Per una settimana intera nessuno sapeva dove fosse. La campagna intorno a Cordoba, in Argentina, si era trasformata in uno spazio di attesa, paura e silenzi. In mezzo a quel vuoto, però, Samuel non era davvero solo. Accanto a lui, giorno e notte, c’era Tiki: il suo cane. Senza clamore, senza ordini, senza promesse. Solo presenza. E protezione.

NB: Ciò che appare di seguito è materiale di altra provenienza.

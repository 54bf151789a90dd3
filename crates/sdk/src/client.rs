//! PAI REST Client Implementation

use crate::error::{remote_error, transport_error, Result, SdkError};
use async_trait::async_trait;
use paijob_core::port::{ApiError, ApiResult, ClusterApi};
use paijob_core::{Credentials, JobDescriptor, ServerEndpoint};
use reqwest::header::CONTENT_TYPE;
use reqwest::{Method, RequestBuilder, Response};
use std::time::Duration;
use tracing::debug;
use url::Url;

const JOBS_PATH: &str = "/api/v2/jobs";
const USERS_PATH: &str = "/api/v2/users";

/// Client for the cluster REST API (v2)
///
/// Every request carries the session token as a bearer header when one is
/// known. When the endpoint requires https, plain-http requests are refused.
pub struct PaiRestClient {
    http: reqwest::Client,
    endpoint: ServerEndpoint,
    credentials: Option<Credentials>,
}

impl PaiRestClient {
    /// Create a client bound to `endpoint`
    ///
    /// # Arguments
    ///
    /// * `endpoint` - Resolved REST server base
    /// * `credentials` - Session to authenticate with, if any
    /// * `timeout` - Per-request timeout
    pub fn new(
        endpoint: ServerEndpoint,
        credentials: Option<Credentials>,
        timeout: Duration,
    ) -> Result<Self> {
        let http = reqwest::Client::builder()
            .timeout(timeout)
            .https_only(endpoint.https())
            .build()
            .map_err(|e| SdkError::Connection(format!("Failed to create client: {}", e)))?;

        Ok(Self {
            http,
            endpoint,
            credentials,
        })
    }

    /// `{base}{root}/{segments...}` with each segment percent-encoded
    fn url(&self, root: &str, segments: &[&str]) -> ApiResult<Url> {
        let mut url = self
            .endpoint
            .url(root)
            .map_err(|e| ApiError::Transport(format!("invalid URL: {}", e)))?;
        url.path_segments_mut()
            .map_err(|_| ApiError::Transport(format!("cannot append path to {}", root)))?
            .pop_if_empty()
            .extend(segments);
        Ok(url)
    }

    fn request(&self, method: Method, url: Url) -> RequestBuilder {
        debug!(%method, %url, "Cluster API request");
        let builder = self.http.request(method, url);
        match &self.credentials {
            Some(creds) => builder.bearer_auth(&creds.token),
            None => builder,
        }
    }

    /// Send and return the body text of a successful response
    async fn send(&self, builder: RequestBuilder) -> ApiResult<String> {
        let response: Response = builder.send().await.map_err(transport_error)?;
        let status = response.status();
        let body = response.text().await.map_err(transport_error)?;

        if !status.is_success() {
            debug!(%status, "Cluster API returned an error");
            return Err(remote_error(status, &body));
        }

        Ok(body)
    }
}

#[async_trait]
impl ClusterApi for PaiRestClient {
    async fn create_job(&self, job: &JobDescriptor) -> ApiResult<serde_json::Value> {
        let yaml = job
            .to_yaml()
            .map_err(|e| ApiError::Decode(format!("cannot serialize job: {}", e)))?;
        let url = self.url(JOBS_PATH, &[])?;

        let body = self
            .send(
                self.request(Method::POST, url)
                    .header(CONTENT_TYPE, "text/yaml")
                    .body(yaml),
            )
            .await?;

        if body.trim().is_empty() {
            return Ok(serde_json::Value::Null);
        }
        Ok(serde_json::from_str(&body).unwrap_or(serde_json::Value::String(body)))
    }

    async fn get_job_config(&self, user: &str, job_name: &str) -> ApiResult<JobDescriptor> {
        let framework = format!("{}~{}", user, job_name);
        let url = self.url(JOBS_PATH, &[&framework, "config"])?;

        let body = self.send(self.request(Method::GET, url)).await?;

        // Served as YAML; JSON bodies parse too
        JobDescriptor::from_yaml(&body)
            .map_err(|e| ApiError::Decode(format!("invalid job config: {}", e)))
    }

    async fn get_user(&self, user: &str) -> ApiResult<serde_json::Value> {
        let url = self.url(USERS_PATH, &[user])?;

        let body = self.send(self.request(Method::GET, url)).await?;

        serde_json::from_str(&body).map_err(|e| ApiError::Decode(format!("invalid user: {}", e)))
    }
}
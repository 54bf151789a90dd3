//! Raw JSON fetch, independent of the REST client's session wiring

use crate::error::{remote_error, transport_error, Result, SdkError};
use async_trait::async_trait;
use paijob_core::port::{ApiError, ApiResult, HttpFetch};
use std::time::Duration;
use tracing::debug;
use url::Url;

/// `HttpFetch` over a plain `reqwest::Client`
pub struct ReqwestFetch {
    http: reqwest::Client,
}

impl ReqwestFetch {
    pub fn new(timeout: Duration) -> Result<Self> {
        let http = reqwest::Client::builder()
            .timeout(timeout)
            .build()
            .map_err(|e| SdkError::Connection(format!("Failed to create client: {}", e)))?;

        Ok(Self { http })
    }
}

#[async_trait]
impl HttpFetch for ReqwestFetch {
    async fn get_json(&self, url: Url, bearer: Option<String>) -> ApiResult<serde_json::Value> {
        debug!(%url, "GET");
        let mut builder = self.http.get(url);
        if let Some(token) = bearer {
            builder = builder.bearer_auth(token);
        }

        let response = builder.send().await.map_err(transport_error)?;
        let status = response.status();
        let body = response.text().await.map_err(transport_error)?;

        if !status.is_success() {
            return Err(remote_error(status, &body));
        }

        serde_json::from_str(&body).map_err(|e| ApiError::Decode(e.to_string()))
    }
}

La scomparsa e l’allarme della famiglia
Samuel Amaya ha 17 anni, vive nel quartiere General Savio della città di Córdoba e ha un ritardo dello sviluppo. Il 27 novembre esce di casa e non fa ritorno. È la famiglia a lanciare l’allarme, consapevole che le sue condizioni lo rendono particolarmente vulnerabile. La denuncia di scomparsa attiva immediatamente il protocollo di ricerca. La procura, guidata da Raul Garzon, emette l’ordine formale di rintraccio. Le ore diventano giorni. L’angoscia cresce.
Le ricerche senza sosta
A coordinare le operazioni è la Divisione Protezione delle Persone della Polizia di Cordoba, insieme ad agenti di diversi reparti. Vengono effettuati pattugliamenti, sopralluoghi nelle aree rurali e verifiche su ogni segnalazione utile. Per una settimana intera, Samuel sembra scomparso nel nulla. La svolta arriva grazie a una chiamata al 911, considerata decisiva dalle autorità. L’indicazione porta gli agenti verso La Mezquita, una zona rurale a ovest della città, nei pressi della strada per La Calera.